» Exercise objective
Below are lines of data; restate word for word those running from the line containing "pub fn payload()" to the line containing "pub struct SecretParams", inclusive, and no others.

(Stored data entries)
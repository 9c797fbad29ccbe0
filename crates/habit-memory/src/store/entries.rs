//! Habit entries and derived statistics.

use super::Store;
use chrono::{DateTime, NaiveDate, Utc};
use habit_core::error::HabitError;
use serde::Serialize;
use tracing::{debug, warn};

/// One reported habit occurrence.
#[derive(Debug, Clone, PartialEq, Serialize, sqlx::FromRow)]
pub struct HabitEntry {
    pub id: i64,
    pub user_id: i64,
    /// Calendar day of the occurrence in the configured timezone.
    pub entry_date: NaiveDate,
    pub created_at: DateTime<Utc>,
    pub notes: Option<String>,
}

/// Stats derived from a user's entries. Never persisted.
#[derive(Debug, Clone, PartialEq, Serialize)]
pub struct UserStats {
    pub last_entry: Option<HabitEntry>,
    pub total_count: i64,
    /// Whole days between the last entry and today; `None` with no entries.
    pub days_since_last: Option<i64>,
}

const ENTRY_COLUMNS: &str = "id, user_id, entry_date, created_at, notes";

impl Store {
    /// Record a habit occurrence dated today.
    pub async fn record_entry(
        &self,
        user_id: i64,
        notes: Option<&str>,
    ) -> Result<HabitEntry, HabitError> {
        let entry = self.insert_entry(user_id, self.today(), notes).await?;
        debug!("recorded habit entry {} for user {user_id}", entry.id);
        Ok(entry)
    }

    pub(super) async fn insert_entry(
        &self,
        user_id: i64,
        entry_date: NaiveDate,
        notes: Option<&str>,
    ) -> Result<HabitEntry, HabitError> {
        let sql = format!(
            "INSERT INTO habit_entries (user_id, entry_date, created_at, notes) \
             VALUES (?, ?, ?, ?) RETURNING {ENTRY_COLUMNS}"
        );
        let mut conn = self.conn().await?;
        let entry = sqlx::query_as::<_, HabitEntry>(&sql)
            .bind(user_id)
            .bind(entry_date)
            .bind(Utc::now())
            .bind(notes)
            .fetch_one(&mut *conn)
            .await
            .map_err(|e| HabitError::Storage(format!("insert entry failed: {e}")))?;
        Ok(entry)
    }

    /// Most recent entry by date, then insertion time.
    pub async fn get_last_entry(&self, user_id: i64) -> Result<Option<HabitEntry>, HabitError> {
        let sql = format!(
            "SELECT {ENTRY_COLUMNS} FROM habit_entries WHERE user_id = ? \
             ORDER BY entry_date DESC, created_at DESC, id DESC LIMIT 1"
        );
        let mut conn = self.conn().await?;
        let entry = sqlx::query_as::<_, HabitEntry>(&sql)
            .bind(user_id)
            .fetch_optional(&mut *conn)
            .await
            .map_err(|e| HabitError::Storage(format!("query last entry failed: {e}")))?;
        Ok(entry)
    }

    /// All of a user's entries, oldest first.
    pub async fn list_entries(&self, user_id: i64) -> Result<Vec<HabitEntry>, HabitError> {
        let sql = format!(
            "SELECT {ENTRY_COLUMNS} FROM habit_entries WHERE user_id = ? \
             ORDER BY entry_date ASC, created_at ASC, id ASC"
        );
        let mut conn = self.conn().await?;
        let entries = sqlx::query_as::<_, HabitEntry>(&sql)
            .bind(user_id)
            .fetch_all(&mut *conn)
            .await
            .map_err(|e| HabitError::Storage(format!("list entries failed: {e}")))?;
        Ok(entries)
    }

    pub async fn get_total_count(&self, user_id: i64) -> Result<i64, HabitError> {
        let mut conn = self.conn().await?;
        let (count,): (i64,) =
            sqlx::query_as("SELECT COUNT(*) FROM habit_entries WHERE user_id = ?")
                .bind(user_id)
                .fetch_one(&mut *conn)
                .await
                .map_err(|e| HabitError::Storage(format!("count entries failed: {e}")))?;
        Ok(count)
    }

    /// Days between the last entry and today, or `None` with no entries.
    pub async fn get_days_since_last(&self, user_id: i64) -> Result<Option<i64>, HabitError> {
        let last = self.get_last_entry(user_id).await?;
        Ok(last.as_ref().map(|e| self.days_since(e)))
    }

    fn days_since(&self, entry: &HabitEntry) -> i64 {
        (self.today() - entry.entry_date).num_days()
    }

    /// Last entry, total and days-since together.
    ///
    /// Any failing part yields `None` for the whole result.
    pub async fn get_user_stats(&self, user_id: i64) -> Option<UserStats> {
        match self.try_user_stats(user_id).await {
            Ok(stats) => Some(stats),
            Err(e) => {
                warn!("failed to compute stats for user {user_id}: {e}");
                None
            }
        }
    }

    async fn try_user_stats(&self, user_id: i64) -> Result<UserStats, HabitError> {
        let last_entry = self.get_last_entry(user_id).await?;
        let total_count = self.get_total_count(user_id).await?;
        let days_since_last = last_entry.as_ref().map(|e| self.days_since(e));
        Ok(UserStats {
            last_entry,
            total_count,
            days_since_last,
        })
    }
}
//! Telegram Bot API channel.
//!
//! Uses long polling via `getUpdates` and `sendMessage` for responses.
//! Docs: <https://core.telegram.org/bots/api>

mod polling;
mod send;
pub(crate) mod types;


use habit_core::{config::TelegramConfig, error::HabitError};
use std::sync::Arc;
use tokio::sync::{watch, Mutex};
use tracing::info;
use types::{TgResponse, TgUser};

/// Telegram channel using the Bot API with long polling.
pub struct TelegramChannel {
    config: TelegramConfig,
    client: reqwest::Client,
    base_url: String,
    /// Tracks the last update_id to avoid reprocessing.
    last_update_id: Arc<Mutex<Option<i64>>>,
    /// Flipped by `stop()` to end the polling task.
    shutdown: watch::Sender<bool>,
}

impl TelegramChannel {
    /// Create a new Telegram channel from config.
    pub fn new(config: TelegramConfig) -> Self {
        let base_url = format!("https://api.telegram.org/bot{}", config.bot_token);
        Self::with_base_url(config, base_url)
    }

    pub(crate) fn with_base_url(config: TelegramConfig, base_url: String) -> Self {
        let (shutdown, _) = watch::channel(false);
        Self {
            config,
            client: reqwest::Client::new(),
            base_url,
            last_update_id: Arc::new(Mutex::new(None)),
            shutdown,
        }
    }

    /// Verify the token by calling `getMe`. Returns the bot's display name.
    pub async fn get_me(&self) -> Result<String, HabitError> {
        let url = format!("{}/getMe", self.base_url);
        let resp: TgResponse<TgUser> = self
            .client
            .get(&url)
            .send()
            .await
            .map_err(|e| HabitError::Channel(format!("telegram getMe failed: {e}")))?
            .json()
            .await
            .map_err(|e| HabitError::Channel(format!("telegram getMe parse failed: {e}")))?;

        if !resp.ok {
            return Err(HabitError::Channel(format!(
                "telegram getMe rejected: {}",
                resp.description.unwrap_or_default()
            )));
        }

        let me = resp
            .result
            .ok_or_else(|| HabitError::Channel("telegram getMe returned no user".into()))?;
        let name = me.display_name();
        info!("Bot connected: {name}");
        Ok(name)
    }
}
//! Proptest generators for property-based testing.

use proptest::prelude::*;

use secret_registry_core::{Height, Principal, SecretId, MAX_PAYLOAD_LEN, SALT_LEN};

/// Generate a random principal.
pub fn principal() -> impl Strategy<Value = Principal> {
    any::<[u8; 32]>().prop_map(Principal::from_bytes)
}

/// Generate a valid (non-zero) secret identifier.
pub fn secret_id() -> impl Strategy<Value = SecretId> {
    (1u64..=u64::MAX).prop_map(SecretId::new)
}

/// Generate a height that leaves room for expiry offsets.
pub fn height() -> impl Strategy<Value = Height> {
    (0u64..=u64::MAX / 2).prop_map(Height::new)
}

/// Generate a payload within the accepted bounds.
pub fn payload() -> impl Strategy<Value = Vec<u8>> {
    prop::collection::vec(any::<u8>(), 1..=MAX_PAYLOAD_LEN)
}

/// Generate a payload the registry must reject for its length.
pub fn oversized_payload() -> impl Strategy<Value = Vec<u8>> {
    prop::collection::vec(any::<u8>(), MAX_PAYLOAD_LEN + 1..=MAX_PAYLOAD_LEN * 2)
}

/// Generate a salt of any length other than 32 bytes.
pub fn bad_salt() -> impl Strategy<Value = Vec<u8>> {
    prop_oneof![
        prop::collection::vec(any::<u8>(), 0..SALT_LEN),
        prop::collection::vec(any::<u8>(), SALT_LEN + 1..=SALT_LEN * 2),
    ]
}

/// Parameters for storing one secret.
#[derive(Debug, Clone)]
pub struct SecretParams {
    pub payload: Vec<u8>,
    pub salt: [u8; SALT_LEN],
    /// Blocks from creation until expiry, if the secret expires.
    pub expires_in: Option<u64>,
}

impl Arbitrary for SecretParams {
    type Parameters = ();
    type Strategy = BoxedStrategy<Self>;

    fn arbitrary_with(_: Self::Parameters) -> Self::Strategy {
        (
            payload(),
            any::<[u8; SALT_LEN]>(),
            prop::option::of(1u64..=1_000),
        )
            .prop_map(|(payload, salt, expires_in)| SecretParams {
                payload,
                salt,
                expires_in,
            })
            .boxed()
    }
}
//! Registry configuration.

use serde::{Deserialize, Serialize};

use secret_registry_core::Principal;
use secret_registry_store::GrantDisposal;

use crate::error::{RegistryError, Result};

/// What happens to a secret's grants when the secret is deleted or cleaned up.
#[derive(Debug, Clone, Copy, PartialEq, Eq, Default, Serialize, Deserialize)]
#[serde(rename_all = "lowercase")]
pub enum OrphanGrantPolicy {
    /// Grants stay behind and remain visible through `access_info`.
    #[default]
    Retain,
    /// Grants are removed together with the secret.
    Purge,
}

impl From<OrphanGrantPolicy> for GrantDisposal {
    fn from(policy: OrphanGrantPolicy) -> Self {
        match policy {
            OrphanGrantPolicy::Retain => GrantDisposal::Keep,
            OrphanGrantPolicy::Purge => GrantDisposal::Purge,
        }
    }
}

/// Configuration for the Registry.
#[derive(Debug, Clone, PartialEq, Eq, Serialize, Deserialize)]
#[serde(default)]
pub struct RegistryConfig {
    /// Registry-wide administrator. Reported by `registry_owner`, never
    /// consulted for access decisions.
    #[serde(with = "principal_hex")]
    pub admin: Principal,

    /// Grant handling on delete and cleanup.
    pub orphan_grants: OrphanGrantPolicy,
}

impl Default for RegistryConfig {
    fn default() -> Self {
        Self {
            admin: Principal::ZERO,
            orphan_grants: OrphanGrantPolicy::Retain,
        }
    }
}

impl RegistryConfig {
    /// Config with the given administrator and default policies.
    pub fn with_admin(admin: Principal) -> Self {
        Self {
            admin,
            ..Self::default()
        }
    }

    /// Parse a config from JSON. Missing fields take their defaults.
    ///
    /// ```rust
    /// use secret_registry::{OrphanGrantPolicy, RegistryConfig};
    ///
    /// let config = RegistryConfig::from_json(r#"{ "orphan_grants": "purge" }"#).unwrap();
    /// assert_eq!(config.orphan_grants, OrphanGrantPolicy::Purge);
    /// ```
    pub fn from_json(json: &str) -> Result<Self> {
        serde_json::from_str(json).map_err(|e| RegistryError::Config(e.to_string()))
    }
}

mod principal_hex {
    use serde::{de, Deserialize, Deserializer, Serializer};

    use secret_registry_core::Principal;

    pub fn serialize<S: Serializer>(principal: &Principal, serializer: S) -> Result<S::Ok, S::Error> {
        serializer.serialize_str(&principal.to_hex())
    }

    pub fn deserialize<'de, D: Deserializer<'de>>(deserializer: D) -> Result<Principal, D::Error> {
        let s = String::deserialize(deserializer)?;
        Principal::from_hex(&s).map_err(de::Error::custom)
    }
}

» Solution to this problem
pub fn payload() -> impl Strategy<Value = Vec<u8>> {
    prop::collection::vec(any::<u8>(), 1..=MAX_PAYLOAD_LEN)
}

/// Generate a payload the registry must reject for its length.
pub fn oversized_payload() -> impl Strategy<Value = Vec<u8>> {
    prop::collection::vec(any::<u8>(), MAX_PAYLOAD_LEN + 1..=MAX_PAYLOAD_LEN * 2)
}

/// Generate a salt of any length other than 32 bytes.
pub fn bad_salt() -> impl Strategy<Value = Vec<u8>> {
    prop_oneof![
        prop::collection::vec(any::<u8>(), 0..SALT_LEN),
        prop::collection::vec(any::<u8>(), SALT_LEN + 1..=SALT_LEN * 2),
    ]
}

/// Parameters for storing one secret.
#[derive(Debug, Clone)]
pub struct SecretParams {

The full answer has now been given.